DIRECTIONS FOR THIS TASK>
Among the entries that follow, the required portion opens with the line containing "pub struct FileStore" and closes with the line containing "fn save(&self) ->". Give that portion again exactly, and nothing else.

EXERCISE INPUTS>
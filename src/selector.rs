//! The sync/async reference selector component.
//!
//! One instance per page load. [`ApiSelector::init`] mirrors what the
//! documentation site's script does when the page is evaluated: render
//! the dropdown on reference pages, relabel the two navigation entries,
//! and apply whichever mode the URL or the stored preference names.
//! [`ApiSelector::select`] is the dropdown click handler.

use crate::dom::{Display, Dom, NodeId, find_by_label};
use crate::error::SelectorError;
use crate::location::Navigator;
use crate::mode::Mode;
use crate::path;
use crate::prefs::{PREFERENCE_KEY, PreferenceStore};
use tracing::{debug, info};

/// Class of navigation links in the site theme.
pub const MD_NAV_LINK: &str = "md-nav__link";
/// Class of the header region the dropdown is mounted into.
pub const MD_HEADER_TOPIC: &str = "md-header__topic";

// The dropdown reuses the theme's version-selector styling.
/// Class of the dropdown container.
pub const MD_APISELECTOR: &str = "md-version";
/// Class of the dropdown button showing the current mode.
pub const MD_APISELECTOR_CURRENT: &str = "md-version__current";
/// Class of the dropdown entry list.
pub const MD_APISELECTOR_LIST: &str = "md-version__list";
/// Class of a dropdown entry.
pub const MD_APISELECTOR_ITEM: &str = "md-version__item";
/// Class of a dropdown entry's link.
pub const MD_APISELECTOR_LINK: &str = "md-version__link";

/// Display name both navigation anchors are relabeled to.
const CLIENT_NAME: &str = "sfapi_client";

/// Handles to the elements the selector keeps mutating after init.
#[derive(Debug, Clone, Copy)]
struct Handles {
    sync_item: NodeId,
    async_item: NodeId,
    /// Dropdown button, present only on reference pages.
    button: Option<NodeId>,
}

/// The reference mode selector, owning the page model and its seams.
#[derive(Debug)]
pub struct ApiSelector<N, P> {
    dom: Dom,
    nav: N,
    prefs: P,
    handles: Handles,
    mode: Mode,
}

impl<N: Navigator, P: PreferenceStore> ApiSelector<N, P> {
    /// Initialize the selector against a freshly built page.
    ///
    /// On reference pages (path carries a mode marker) the dropdown is
    /// rendered and the marker's mode applied and navigated to; elsewhere
    /// the stored preference or the synchronous default is applied
    /// without touching the URL.
    ///
    /// # Errors
    ///
    /// Returns an error if the page is missing the header topic region
    /// (reference pages only) or either navigation anchor.
    pub fn init(mut dom: Dom, nav: N, prefs: P) -> Result<Self, SelectorError> {
        let path_mode = path::mode_in_path(nav.pathname());

        let button = if path_mode.is_some() {
            Some(render_dropdown(&mut dom)?)
        } else {
            debug!(path = nav.pathname(), "not a reference page, dropdown skipped");
            None
        };

        let sync_item = tag_nav_entry(&mut dom, Mode::Synchronous)?;
        let async_item = tag_nav_entry(&mut dom, Mode::Asynchronous)?;

        let mut selector = Self {
            dom,
            nav,
            prefs,
            handles: Handles {
                sync_item,
                async_item,
                button,
            },
            mode: Mode::default(),
        };

        match path_mode {
            Some(mode) => {
                debug!(%mode, "resolved reference mode from path");
                selector.apply_mode(mode);
                selector.navigate_to_mode(mode);
            }
            None => {
                // Load-time fallback applies visibility only; the URL is
                // rewritten solely on explicit selection.
                let stored = selector.prefs.get(PREFERENCE_KEY);
                let mode = path::resolve(selector.nav.pathname(), stored.as_deref());
                debug!(%mode, stored = stored.as_deref(), "resolved mode from preference");
                selector.apply_mode(mode);
            }
        }

        Ok(selector)
    }

    /// Make `mode`'s navigation entry the visible one and update the
    /// dropdown label. Idempotent.
    pub fn apply_mode(&mut self, mode: Mode) {
        let (shown, hidden) = match mode {
            Mode::Synchronous => (self.handles.sync_item, self.handles.async_item),
            Mode::Asynchronous => (self.handles.async_item, self.handles.sync_item),
        };
        self.dom.set_display(shown, Display::ListItem);
        self.dom.set_display(hidden, Display::None);
        if let Some(button) = self.handles.button {
            self.dom.set_text(button, mode.long_name());
        }
        self.mode = mode;
    }

    /// Rewrite the location for `mode` if the path does not already name it.
    pub fn navigate_to_mode(&mut self, mode: Mode) {
        if let Some(next) = path::rewrite(self.nav.pathname(), mode) {
            info!(from = self.nav.pathname(), to = %next, "navigating to reference path");
            self.nav.assign(next);
        }
    }

    /// Handle an explicit selection: apply, navigate, persist.
    ///
    /// # Errors
    ///
    /// Returns an error if the preference cannot be persisted; visibility
    /// and location are already updated at that point.
    pub fn select(&mut self, mode: Mode) -> Result<(), SelectorError> {
        info!(%mode, "reference mode selected");
        self.apply_mode(mode);
        self.navigate_to_mode(mode);
        self.prefs
            .set(PREFERENCE_KEY, mode.short_name())
            .map_err(SelectorError::Preferences)?;
        Ok(())
    }

    /// Handle a click by the clicked entry's visible text.
    ///
    /// # Errors
    ///
    /// Returns an error if the text matches neither mode label, or if
    /// persisting the preference fails.
    pub fn select_label(&mut self, label: &str) -> Result<(), SelectorError> {
        let mode = Mode::from_long_name(label)
            .ok_or_else(|| SelectorError::UnknownLabel(label.to_string()))?;
        self.select(mode)
    }

    /// The currently applied mode.
    #[must_use]
    pub const fn mode(&self) -> Mode {
        self.mode
    }

    /// The page model, for hosts rendering it back out.
    #[must_use]
    pub const fn dom(&self) -> &Dom {
        &self.dom
    }

    /// The navigator, for hosts inspecting the resulting location.
    #[must_use]
    pub const fn navigator(&self) -> &N {
        &self.nav
    }

    /// The preference store, for hosts carrying it across page loads.
    #[must_use]
    pub const fn preferences(&self) -> &P {
        &self.prefs
    }
}

/// Build the dropdown under the first header topic element.
///
/// Tree: `div.md-version > (button.md-version__current, ul.md-version__list
/// > 2 li.md-version__item > a.md-version__link)`. Entry order and the
/// button's initial label match the original markup.
fn render_dropdown(dom: &mut Dom) -> Result<NodeId, SelectorError> {
    let topic = dom
        .by_class(MD_HEADER_TOPIC)
        .into_iter()
        .next()
        .ok_or(SelectorError::MissingHeaderTopic)?;

    let container = dom.create_element("div");
    dom.set_class(container, MD_APISELECTOR);

    let button = dom.create_element("button");
    dom.set_class(button, MD_APISELECTOR_CURRENT);
    dom.set_text(button, Mode::Synchronous.long_name());

    let list = dom.create_element("ul");
    dom.set_class(list, MD_APISELECTOR_LIST);
    for mode in [Mode::Asynchronous, Mode::Synchronous] {
        let item = dom.create_element("li");
        dom.set_class(item, MD_APISELECTOR_ITEM);
        let link = dom.create_element("a");
        dom.set_class(link, MD_APISELECTOR_LINK);
        dom.set_text(link, mode.long_name());
        dom.append_child(item, link);
        dom.append_child(list, item);
    }

    dom.append_child(container, button);
    dom.append_child(container, list);
    dom.append_child(topic, container);
    Ok(button)
}

/// Relabel `mode`'s navigation anchor and tag its parent list item.
fn tag_nav_entry(dom: &mut Dom, mode: Mode) -> Result<NodeId, SelectorError> {
    let labels: Vec<NodeId> = dom
        .by_class(MD_NAV_LINK)
        .into_iter()
        .filter(|&node| dom.tag(node) == "label")
        .collect();
    let anchor =
        find_by_label(dom, labels, mode.short_name()).ok_or(SelectorError::MissingNavAnchor(mode))?;
    dom.set_text(anchor, CLIENT_NAME);

    let item = dom
        .parent(anchor)
        .ok_or(SelectorError::MissingNavAnchor(mode))?;
    dom.set_id(item, mode.short_name());
    Ok(item)
}
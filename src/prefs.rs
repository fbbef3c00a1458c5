//! Persisted reference-mode preference.
//!
//! The browser keeps this in local storage under a single key; hosts
//! embedding the selector provide an equivalent through
//! [`PreferenceStore`]. [`MemoryStore`] is the in-process stand-in,
//! [`FileStore`] a JSON-backed one for hosts with a filesystem.

use anyhow::{Context, Result};
use std::collections::BTreeMap;
use std::fs;
use std::path::{Path, PathBuf};
use tracing::warn;

/// Storage key holding the short name of the last explicitly chosen mode.
pub const PREFERENCE_KEY: &str = "sfapi_client_reference";

/// Durable key-value storage for the reader's preference.
pub trait PreferenceStore {
    /// Read a value; `None` means no preference was recorded.
    fn get(&self, key: &str) -> Option<String>;

    /// Record a value.
    ///
    /// # Errors
    ///
    /// Returns an error if the value cannot be persisted.
    fn set(&mut self, key: &str, value: &str) -> Result<()>;
}

/// In-memory store, equivalent to a fresh browser profile.
#[derive(Debug, Default, Clone)]
pub struct MemoryStore {
    values: BTreeMap<String, String>,
}

impl MemoryStore {
    /// Create an empty store.
    #[must_use]
    pub fn new() -> Self {
        Self::default()
    }

    /// Create a store seeded with one key, for hosts restoring state.
    #[must_use]
    pub fn with(key: &str, value: &str) -> Self {
        let mut store = Self::new();
        store.values.insert(key.to_string(), value.to_string());
        store
    }
}

impl PreferenceStore for MemoryStore {
    fn get(&self, key: &str) -> Option<String> {
        self.values.get(key).cloned()
    }

    fn set(&mut self, key: &str, value: &str) -> Result<()> {
        self.values.insert(key.to_string(), value.to_string());
        Ok(())
    }
}

/// JSON-file-backed store; every `set` writes through to disk.
#[derive(Debug)]
pub struct FileStore {
    path: PathBuf,
    values: BTreeMap<String, String>,
}

impl FileStore {
    /// Open the store at `path`.
    ///
    /// A missing file is an empty store. An unreadable or unparseable
    /// file is treated as empty too, with a warning, so mode resolution
    /// falls back to the synchronous default instead of failing the page.
    #[must_use]
    pub fn open(path: impl Into<PathBuf>) -> Self {
        let path = path.into();
        let values = match Self::read(&path) {
            Ok(values) => values,
            Err(error) => {
                warn!(path = %path.display(), %error, "ignoring unreadable preference store");
                BTreeMap::new()
            }
        };
        Self { path, values }
    }

    fn read(path: &Path) -> Result<BTreeMap<String, String>> {
        if !path.exists() {
            return Ok(BTreeMap::new());
        }
        let contents = fs::read_to_string(path)
            .with_context(|| format!("Failed to read preferences from {}", path.display()))?;
        serde_json::from_str(&contents)
            .with_context(|| format!("Failed to parse preferences from {}", path.display()))
    }

    fn save(&self) -> Result<()> {
        if let Some(parent) = self.path.parent() {
            fs::create_dir_all(parent).with_context(|| {
                format!("Failed to create preference directory {}", parent.display())
            })?;
        }
        let contents =
            serde_json::to_string_pretty(&self.values).context("Failed to serialize preferences")?;
        fs::write(&self.path, contents)
            .with_context(|| format!("Failed to write preferences to {}", self.path.display()))?;
        Ok(())
    }
}

impl PreferenceStore for FileStore {
    fn get(&self, key: &str) -> Option<String> {
        self.values.get(key).cloned()
    }

    fn set(&mut self, key: &str, value: &str) -> Result<()> {
        self.values.insert(key.to_string(), value.to_string());
        self.save()
    }
}
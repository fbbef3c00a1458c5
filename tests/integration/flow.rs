//! Dropdown rendering, visibility toggling, and navigation on selection.

use crate::common::PageBuilder;
use apiselector::dom::{Display, Dom};
use apiselector::selector::{MD_APISELECTOR, MD_APISELECTOR_CURRENT, MD_APISELECTOR_LINK};
use apiselector::{ApiSelector, Location, MemoryStore, Mode, Navigator, SelectorError};
use pretty_assertions::assert_eq;
use rstest::rstest;

type Selector = ApiSelector<Location, MemoryStore>;
type TestResult = Result<(), Box<dyn std::error::Error>>;

fn init_at(path: &str) -> Result<Selector, SelectorError> {
    ApiSelector::init(
        PageBuilder::new().build(),
        Location::new(path),
        MemoryStore::new(),
    )
}

fn button_text(dom: &Dom) -> Result<String, Box<dyn std::error::Error>> {
    let button = dom
        .by_class(MD_APISELECTOR_CURRENT)
        .into_iter()
        .next()
        .ok_or("no dropdown button")?;
    Ok(dom.text(button).to_string())
}

fn item_display(dom: &Dom, short_name: &str) -> Result<Display, Box<dyn std::error::Error>> {
    let item = dom
        .by_id(short_name)
        .ok_or_else(|| format!("no nav item tagged {short_name}"))?;
    Ok(dom.display(item))
}

#[test]
fn test_dropdown_rendered_once_on_reference_page() -> TestResult {
    let selector = init_at("/reference/sync/client")?;
    assert_eq!(selector.dom().by_class(MD_APISELECTOR).len(), 1);

    let entries: Vec<&str> = selector
        .dom()
        .by_class(MD_APISELECTOR_LINK)
        .into_iter()
        .map(|link| selector.dom().text(link))
        .collect();
    assert_eq!(entries, vec!["Asynchronous", "Synchronous"]);
    Ok(())
}

#[test]
fn test_dropdown_skipped_off_reference_pages() -> TestResult {
    let selector = init_at("/reference/client")?;
    assert!(selector.dom().by_class(MD_APISELECTOR).is_empty());
    // Navigation is still relabeled and tagged.
    assert!(selector.dom().by_id("Sync").is_some());
    assert!(selector.dom().by_id("Async").is_some());
    Ok(())
}

#[test]
fn test_nav_anchors_relabeled() -> TestResult {
    let selector = init_at("/reference/sync/client")?;
    for short_name in ["Sync", "Async"] {
        let item = selector
            .dom()
            .by_id(short_name)
            .ok_or("missing tagged item")?;
        let label = selector
            .dom()
            .children(item)
            .first()
            .copied()
            .ok_or("tagged item has no label")?;
        assert_eq!(selector.dom().text(label), "sfapi_client");
    }
    Ok(())
}

#[rstest]
#[case(Mode::Synchronous)]
#[case(Mode::Asynchronous)]
fn test_exactly_one_entry_visible(#[case] mode: Mode) -> TestResult {
    let mut selector = init_at("/reference/sync/client")?;
    selector.apply_mode(mode);

    let shown = item_display(selector.dom(), mode.short_name())?;
    let hidden = item_display(selector.dom(), mode.other().short_name())?;
    assert_eq!(shown, Display::ListItem);
    assert_eq!(hidden, Display::None);
    assert_eq!(button_text(selector.dom())?, mode.long_name());
    Ok(())
}

#[test]
fn test_apply_mode_is_idempotent() -> TestResult {
    let mut selector = init_at("/reference/sync/client")?;
    selector.apply_mode(Mode::Asynchronous);
    let first = (
        item_display(selector.dom(), "Sync")?,
        item_display(selector.dom(), "Async")?,
        button_text(selector.dom())?,
    );

    selector.apply_mode(Mode::Asynchronous);
    let second = (
        item_display(selector.dom(), "Sync")?,
        item_display(selector.dom(), "Async")?,
        button_text(selector.dom())?,
    );
    assert_eq!(first, second);
    Ok(())
}

#[test]
fn test_select_rewrites_path() -> TestResult {
    let mut selector = init_at("/reference/async/client")?;
    assert_eq!(selector.mode(), Mode::Asynchronous);

    selector.select(Mode::Synchronous)?;
    assert_eq!(selector.navigator().pathname(), "/reference/sync/client");
    assert_eq!(selector.mode(), Mode::Synchronous);
    Ok(())
}

#[test]
fn test_select_redirects_from_root() -> TestResult {
    let mut selector = init_at("/")?;
    selector.select(Mode::Asynchronous)?;
    assert_eq!(selector.navigator().pathname(), "/reference/async/client");
    Ok(())
}

#[test]
fn test_select_by_entry_text() -> TestResult {
    let mut selector = init_at("/reference/sync/client")?;
    selector.select_label("Asynchronous")?;
    assert_eq!(selector.mode(), Mode::Asynchronous);
    assert_eq!(selector.navigator().pathname(), "/reference/async/client");
    Ok(())
}

#[test]
fn test_select_rejects_unknown_label() -> TestResult {
    let mut selector = init_at("/reference/sync/client")?;
    let error = selector
        .select_label("Blocking")
        .err()
        .ok_or("expected an error")?;
    assert!(matches!(error, SelectorError::UnknownLabel(_)));
    Ok(())
}

#[test]
fn test_missing_header_fails_on_reference_page() -> TestResult {
    let error = ApiSelector::init(
        PageBuilder::new().without_header().build(),
        Location::new("/reference/sync/client"),
        MemoryStore::new(),
    )
    .err()
    .ok_or("expected an error")?;
    assert!(matches!(error, SelectorError::MissingHeaderTopic));
    Ok(())
}

#[test]
fn test_missing_header_tolerated_off_reference_pages() -> TestResult {
    let selector = ApiSelector::init(
        PageBuilder::new().without_header().build(),
        Location::new("/reference/client"),
        MemoryStore::new(),
    )?;
    assert_eq!(selector.mode(), Mode::Synchronous);
    Ok(())
}

#[test]
fn test_missing_nav_anchor_fails() -> TestResult {
    let error = ApiSelector::init(
        PageBuilder::new().without_async_anchor().build(),
        Location::new("/reference/sync/client"),
        MemoryStore::new(),
    )
    .err()
    .ok_or("expected an error")?;
    assert!(matches!(
        error,
        SelectorError::MissingNavAnchor(Mode::Asynchronous)
    ));
    Ok(())
}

TASK ANSWER>
pub struct FileStore {
    path: PathBuf,
    values: BTreeMap<String, String>,
}

impl FileStore {
    /// Open the store at `path`.
    ///
    /// A missing file is an empty store. An unreadable or unparseable
    /// file is treated as empty too, with a warning, so mode resolution
    /// falls back to the synchronous default instead of failing the page.
    #[must_use]
    pub fn open(path: impl Into<PathBuf>) -> Self {
        let path = path.into();
        let values = match Self::read(&path) {
            Ok(values) => values,
            Err(error) => {
                warn!(path = %path.display(), %error, "ignoring unreadable preference store");
                BTreeMap::new()
            }
        };
        Self { path, values }
    }

    fn read(path: &Path) -> Result<BTreeMap<String, String>> {
        if !path.exists() {
            return Ok(BTreeMap::new());
        }
        let contents = fs::read_to_string(path)
            .with_context(|| format!("Failed to read preferences from {}", path.display()))?;
        serde_json::from_str(&contents)
            .with_context(|| format!("Failed to parse preferences from {}", path.display()))
    }

    fn save(&self) -> Result<()> {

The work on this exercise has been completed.